Die Europäische Zentralbank (EZB) hält trotz der sich abschwächenden Pandemie und steigender Inflationszahlen an ihrem ultralockeren Kurs fest. Die Währungshüter sprachen sich für eine Politik der ruhigen Hand aus, wie Notenbank-Präsidentin Christine Lagarde am Donnerstag nach der Zinssitzung sagte.
Der EZB-Rat beschloss, dass die Anleihenkäufe des billionenschweren Krisen-Programms PEPP auch im nächsten Quartal deutlich umfangreicher ausfallen sollen als zum Jahresstart. Damit will die Notenbank vermeiden, dass sich die Finanzierungsbedingungen für Firmen, Staaten und Privathaushalte verschärfen. Denn das könnte die Erholung der Wirtschaft von den Pandemie-Folgen gefährden.
"Ich kann sagen, dass wir etwas optimistischer sind, was die Konjunkturaussichten betrifft, als wir vor drei Monaten waren", sagte Lagarde. Die jüngsten Wirtschaftsdaten deuteten auf eine deutliche Erholung im zweiten Quartal hin. Diese werde sich hoffentlich im dritten Quartal verstärken. Die Zeit für einen Ausstieg aus den umfangreichen Konjunkturhilfen ist aber Lagarde zufolge noch nicht gekommen. "Jede Diskussion über einen Ausstieg aus dem PEPP wäre voreilig, verfrüht", sagte sie. Der EZB-Rat habe sich mit solchen langfristigen Fragen nicht beschäftigt, die zu gegebener Zeit aber anstünden.
"Notfalls Anpassung der Instrumente"
Die Euro-Wächter kündigten zudem an, die PEPP-Ankäufe jeweils in Abhängigkeit von den Marktbedingungen zu tätigen. Dabei werde die EZB die Flexibilität des Programms ausnutzen, sagte Lagarde. Das schließe auch die Berücksichtigung von Saisonalitäts-Überlegungen ein. Die EZB stellte in Aussicht, notfalls alle ihre Instrumente anzupassen.

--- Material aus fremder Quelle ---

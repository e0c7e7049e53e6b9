// SPDX-FileCopyrightText: 2026 Peerwarden Contributors
// SPDX-License-Identifier: MIT OR Apache-2.0

//! Collaborator traits consumed by the bot.
//!
//! Lifecycle adapters extend [`PluginAdapter`] and use `#[async_trait]` for
//! dynamic dispatch compatibility.

pub mod adapter;
pub mod channel;
pub mod log_sink;
pub mod provisioning;
pub mod storage;

pub use adapter::PluginAdapter;
pub use channel::MessagingGateway;
pub use log_sink::LogSink;
pub use provisioning::{ClientInventory, ProvisioningAction, StatsProvider};
pub use storage::{
    AccountRepository, BlocklistRepository, ConfigSource, EventLogRepository, FeedbackCounts,
    FeedbackRepository, StorageAdapter,
};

"Inflationsspuk hin oder her, die EZB bleibt bei ihrer Linie", kommentierte Alexander Krüger, Chefvolkswirt beim Bankhaus Lampe, die Beschlüsse. "Ihr Vorgehen zeigt eine große Gelassenheit gegenüber dem aktuellen Inflationsanstieg." Statt Inflation zu bekämpfen, werde die EZB wohl noch lange alles tun, um für Stabilität bei Konjunktur, Staaten und Finanzmärkten zu sorgen. Kritischer äußerte sich Friedrich Heinemann vom Wirtschaftsforschungsinstitut ZEW. "Bei einer Mehrheit im EZB-Rat herrscht offenbar die Sicht vor, dass sich die Euro-Zone nur dann erholen kann, wenn die langfristigen Zinsen auf ihrem historisch niedrigen Niveau verbleiben." Diese Sichtweise überzeuge in einem Umfeld der kräftigen Konjunkturerholung immer weniger.

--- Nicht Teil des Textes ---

// SPDX-FileCopyrightText: 2026 Peerwarden Contributors
// SPDX-License-Identifier: MIT OR Apache-2.0

//! Peer statistics from the `wg` tool.

use std::collections::HashMap;
use std::path::PathBuf;
use std::process::Stdio;
use std::time::Duration;

use async_trait::async_trait;
use tokio::io::AsyncWriteExt;
use tokio::process::Command;
use tracing::debug;

use peerwarden_config::model::ProvisioningConfig;
use peerwarden_core::{PeerStats, PeerwardenError, StatsProvider};

use crate::parse;

/// Deadline for a single `wg` invocation.
pub const WG_TIMEOUT: Duration = Duration::from_secs(10);

/// Reads stats with `wg show <interface>`, matching peers by the public key
/// derived from each client's `<clients_dir>/<name>/<name>.conf`.
///
/// Batch results are keyed by the client directory name as it appears on
/// disk. A `wg` call that outlives its deadline is killed and reported as
/// [`PeerwardenError::Timeout`].
pub struct WgStatsProvider {
    clients_dir: PathBuf,
    interface: String,
    wg_binary: PathBuf,
    timeout: Duration,
}

impl WgStatsProvider {
    pub fn new(config: &ProvisioningConfig) -> Self {
        Self {
            clients_dir: PathBuf::from(&config.clients_dir),
            interface: config.wg_interface.clone(),
            wg_binary: PathBuf::from("wg"),
            timeout: WG_TIMEOUT,
        }
    }

    /// Uses a different `wg` executable.
    pub fn with_wg_binary(mut self, path: impl Into<PathBuf>) -> Self {
        self.wg_binary = path.into();
        self
    }

    /// Overrides [`WG_TIMEOUT`].
    pub fn with_timeout(mut self, timeout: Duration) -> Self {
        self.timeout = timeout;
        self
    }

    /// Runs `wg <args>`, feeding `input` on stdin, under the deadline.
    async fn wg(
        &self,
        args: &[&str],
        input: Option<&str>,
    ) -> Result<std::process::Output, PeerwardenError> {
        let what = format!("wg {}", args.join(" "));
        let mut child = Command::new(&self.wg_binary)
            .args(args)
            .stdin(if input.is_some() { Stdio::piped() } else { Stdio::null() })
            .stdout(Stdio::piped())
            .stderr(Stdio::piped())
            .kill_on_drop(true)
            .spawn()
            .map_err(|e| action_err(&what, e))?;
        let stdin = child.stdin.take();

        let run = async move {
            if let (Some(mut stdin), Some(input)) = (stdin, input) {
                stdin.write_all(input.as_bytes()).await?;
            }
            child.wait_with_output().await
        };
        tokio::time::timeout(self.timeout, run)
            .await
            .map_err(|_| PeerwardenError::Timeout {
                duration: self.timeout,
            })?
            .map_err(|e| action_err(&what, e))
    }

    async fn show(&self) -> Result<String, PeerwardenError> {
        let output = self.wg(&["show", self.interface.as_str()], None).await?;
        if !output.status.success() {
            return Err(PeerwardenError::Action {
                message: format!(
                    "wg show {} failed: {}",
                    self.interface,
                    String::from_utf8_lossy(&output.stderr).trim()
                ),
            });
        }
        Ok(String::from_utf8_lossy(&output.stdout).into_owned())
    }

    async fn public_key(&self, client: &str) -> Result<String, PeerwardenError> {
        let conf_path = self.clients_dir.join(client).join(format!("{client}.conf"));
        let conf = tokio::fs::read_to_string(&conf_path)
            .await
            .map_err(|e| match e.kind() {
                std::io::ErrorKind::NotFound => PeerwardenError::NotFound(format!("client {client}")),
                _ => action_err(&format!("read {}", conf_path.display()), e),
            })?;
        let private_key = parse::private_key(&conf).ok_or_else(|| PeerwardenError::Action {
            message: format!("PrivateKey not found in {}", conf_path.display()),
        })?;

        let output = self.wg(&["pubkey"], Some(&private_key)).await?;
        if !output.status.success() {
            return Err(PeerwardenError::Action {
                message: format!("wg pubkey failed for {client}"),
            });
        }
        Ok(String::from_utf8_lossy(&output.stdout).trim().to_string())
    }
}

fn action_err(what: &str, e: std::io::Error) -> PeerwardenError {
    PeerwardenError::Action {
        message: format!("{what}: {e}"),
    }
}

#[async_trait]
impl StatsProvider for WgStatsProvider {
    async fn peer_stats(&self, client: &str) -> Result<PeerStats, PeerwardenError> {
        let public_key = self.public_key(client).await?;
        let output = self.show().await?;
        Ok(parse::peer_stats(&output, &public_key))
    }

    async fn all_peer_stats(&self) -> Result<HashMap<String, PeerStats>, PeerwardenError> {
        let output = self.show().await?;
        let mut entries = tokio::fs::read_dir(&self.clients_dir)
            .await
            .map_err(|e| action_err("read clients dir", e))?;

        let mut stats = HashMap::new();
        while let Some(entry) = entries
            .next_entry()
            .await
            .map_err(|e| action_err("read clients dir", e))?
        {
            let is_dir = entry.file_type().await.is_ok_and(|t| t.is_dir());
            if !is_dir {
                continue;
            }
            let name = entry.file_name().to_string_lossy().into_owned();
            match self.public_key(&name).await {
                Ok(key) => {
                    stats.insert(name, parse::peer_stats(&output, &key));
                }
                Err(e) => debug!(client = %name, error = %e, "skipping client without readable key"),
            }
        }
        Ok(stats)
    }
}

#[cfg(all(test, unix))]
mod tests {
    use super::*;
    use peerwarden_core::PeerStatus;
    use std::os::unix::fs::PermissionsExt;
    use tempfile::TempDir;

    // Stand-in for `wg`: `pubkey` echoes "PUB-" plus the private key,
    // `show` prints a fixed peer table.
    const FAKE_WG: &str = r#"#!/bin/sh
case "$1" in
  pubkey) read key; echo "PUB-$key" ;;
  show) cat <<'OUT'
interface: wg0
peer: PUB-alicekey
  latest handshake: 10 seconds ago
  transfer: 2.00 KiB received, 1.00 KiB sent
peer: PUB-bobkey
  latest handshake: 3 hours ago
  transfer: 5 B received, 5 B sent
peer: PUB-davekey
  latest handshake: 5 seconds ago
  transfer: 1 B received, 1 B sent
OUT
  ;;
  *) exit 2 ;;
esac
"#;

    // Stand-in for a `wg` that never answers.
    const HUNG_WG: &str = "#!/bin/sh\nexec sleep 3600\n";

    fn install_wg(dir: &TempDir, script: &str) -> std::path::PathBuf {
        let wg = dir.path().join("wg");
        std::fs::write(&wg, script).unwrap();
        std::fs::set_permissions(&wg, std::fs::Permissions::from_mode(0o755)).unwrap();
        wg
    }

    fn write_client(dir: &TempDir, name: &str, key: &str) {
        let client_dir = dir.path().join("clients").join(name);
        std::fs::create_dir_all(&client_dir).unwrap();
        std::fs::write(
            client_dir.join(format!("{name}.conf")),
            format!("[Interface]\nPrivateKey = {key}\n"),
        )
        .unwrap();
    }

    fn fixture() -> (TempDir, WgStatsProvider) {
        let dir = tempfile::tempdir().unwrap();
        let wg = install_wg(&dir, FAKE_WG);

        for (name, key) in [("alice", "alicekey"), ("bob", "bobkey"), ("carol", "carolkey")] {
            write_client(&dir, name, key);
        }
        let clients = dir.path().join("clients");
        std::fs::create_dir_all(clients.join("broken")).unwrap();
        std::fs::write(clients.join("stray.txt"), "not a client").unwrap();

        let config = ProvisioningConfig {
            clients_dir: clients.to_string_lossy().into_owned(),
            ..ProvisioningConfig::default()
        };
        let provider = WgStatsProvider::new(&config).with_wg_binary(wg);
        (dir, provider)
    }

    #[tokio::test]
    async fn all_peer_stats_skips_clients_without_keys() {
        let (_dir, provider) = fixture();
        let stats = provider.all_peer_stats().await.unwrap();

        assert_eq!(stats.len(), 3);
        assert_eq!(stats["alice"].status, PeerStatus::Active);
        assert_eq!(stats["alice"].rx_bytes, 2048);
        assert_eq!(stats["bob"].status, PeerStatus::Inactive);
        assert_eq!(stats["carol"].status, PeerStatus::NeverConnected);
        assert!(!stats.contains_key("broken"));
    }

    #[tokio::test]
    async fn single_peer_stats() {
        let (_dir, provider) = fixture();
        let stats = provider.peer_stats("bob").await.unwrap();
        assert_eq!(stats.last_handshake_secs, Some(3 * 3_600));
    }

    #[tokio::test]
    async fn missing_config_is_not_found() {
        let (_dir, provider) = fixture();
        assert!(provider.peer_stats("nobody").await.unwrap_err().is_not_found());
    }

    #[tokio::test]
    async fn batch_stats_keep_the_directory_name() {
        let (dir, provider) = fixture();
        write_client(&dir, "Dave", "davekey");

        let stats = provider.all_peer_stats().await.unwrap();

        assert_eq!(stats["Dave"].status, PeerStatus::Active);
        assert_eq!(stats["Dave"].last_handshake_secs, Some(5));
        assert!(!stats.contains_key("dave"));
    }

    #[tokio::test]
    async fn hung_wg_times_out() {
        let dir = tempfile::tempdir().unwrap();
        let wg = install_wg(&dir, HUNG_WG);
        write_client(&dir, "alice", "alicekey");
        let config = ProvisioningConfig {
            clients_dir: dir.path().join("clients").to_string_lossy().into_owned(),
            ..ProvisioningConfig::default()
        };
        let provider = WgStatsProvider::new(&config)
            .with_wg_binary(wg)
            .with_timeout(Duration::from_millis(300));

        let batch = tokio::time::timeout(Duration::from_secs(10), provider.all_peer_stats())
            .await
            .expect("wg show must be bounded");
        assert!(matches!(batch, Err(PeerwardenError::Timeout { .. })));

        let single = tokio::time::timeout(Duration::from_secs(10), provider.peer_stats("alice"))
            .await
            .expect("wg pubkey must be bounded");
        assert!(matches!(single, Err(PeerwardenError::Timeout { .. })));
    }
}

Die Euro-Notenbank rechnet 2021 nun mit einer Zunahme des Bruttoinlandsprodukts (BIP) von 4,6 Prozent, statt der bisher vorausgesagten 4,0 Prozent. "Fortschritte bei den Impfkampagnen, die eine allmähliche Lockerung der Eindämmungsmaßnahmen ermöglichen sollten, dürften den Weg für eine feste Konjunkturerholung im Laufe des Jahres 2021 ebnen", sagte Lagarde.
Inflation zieht weiter an
Die EZB erwartet zudem, dass die Inflation in den nächsten Monaten weiter anzieht. Im Mai lag die Inflationsrate beflügelt durch einen kräftigen Schub bei den Energiepreisen mit 2,0 Prozent sogar leicht über der Zielmarke der EZB. Für das Gesamtjahr 2021 unterstellen die EZB-Volkswirte jetzt eine Teuerungsrate von durchschnittlich 1,9 Prozent. Im März hatten sie nur ein Plus von 1,5 Prozent vorhergesagt. Aus Sicht der Notenbank ist der Anstieg der Lebenshaltungskosten aber nicht nachhaltig. Für 2022 sehen die neuen Projektionen lediglich eine Inflation von 1,5 Prozent vor.

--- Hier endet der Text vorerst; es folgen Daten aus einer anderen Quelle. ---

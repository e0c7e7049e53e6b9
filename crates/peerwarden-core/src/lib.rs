// SPDX-FileCopyrightText: 2026 Peerwarden Contributors
// SPDX-License-Identifier: MIT OR Apache-2.0

//! Core library for peerwarden.
//!
//! This crate provides the error type, the domain types, and the
//! collaborator traits that the bot consumes and the adapter crates
//! implement.

pub mod callback;
pub mod error;
pub mod traits;
pub mod types;

pub use callback::{CallbackAction, ExpirySpan};
pub use error::PeerwardenError;
pub use types::{
    ACTIVE_HANDSHAKE_SECS, Account, ActionOutput, AdapterType, Button, CallbackEvent, ChatUser,
    CommandInvocation, Feedback, HealthStatus, InboundEvent, InboundMessage, LogEvent,
    OutboundMessage, PeerStats, PeerStatus, TOMBSTONE, UserLevel,
};

pub use traits::{
    AccountRepository, BlocklistRepository, ClientInventory, ConfigSource, EventLogRepository,
    FeedbackCounts, FeedbackRepository, LogSink, MessagingGateway, PluginAdapter,
    ProvisioningAction, StatsProvider, StorageAdapter,
};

Ihren Leitzins zur Versorgung der Wirtschaft mit Geld beließen die Euro-Wächter auf dem Rekordtief von 0,0 Prozent. Seit März 2016 liegt er bereits auf diesem Niveau. Der Einlagesatz bleibt bei minus 0,5 Prozent. Geldhäuser müssen somit weiterhin Strafzinsen zahlen, wenn sie überschüssige Gelder bei der Notenbank horten.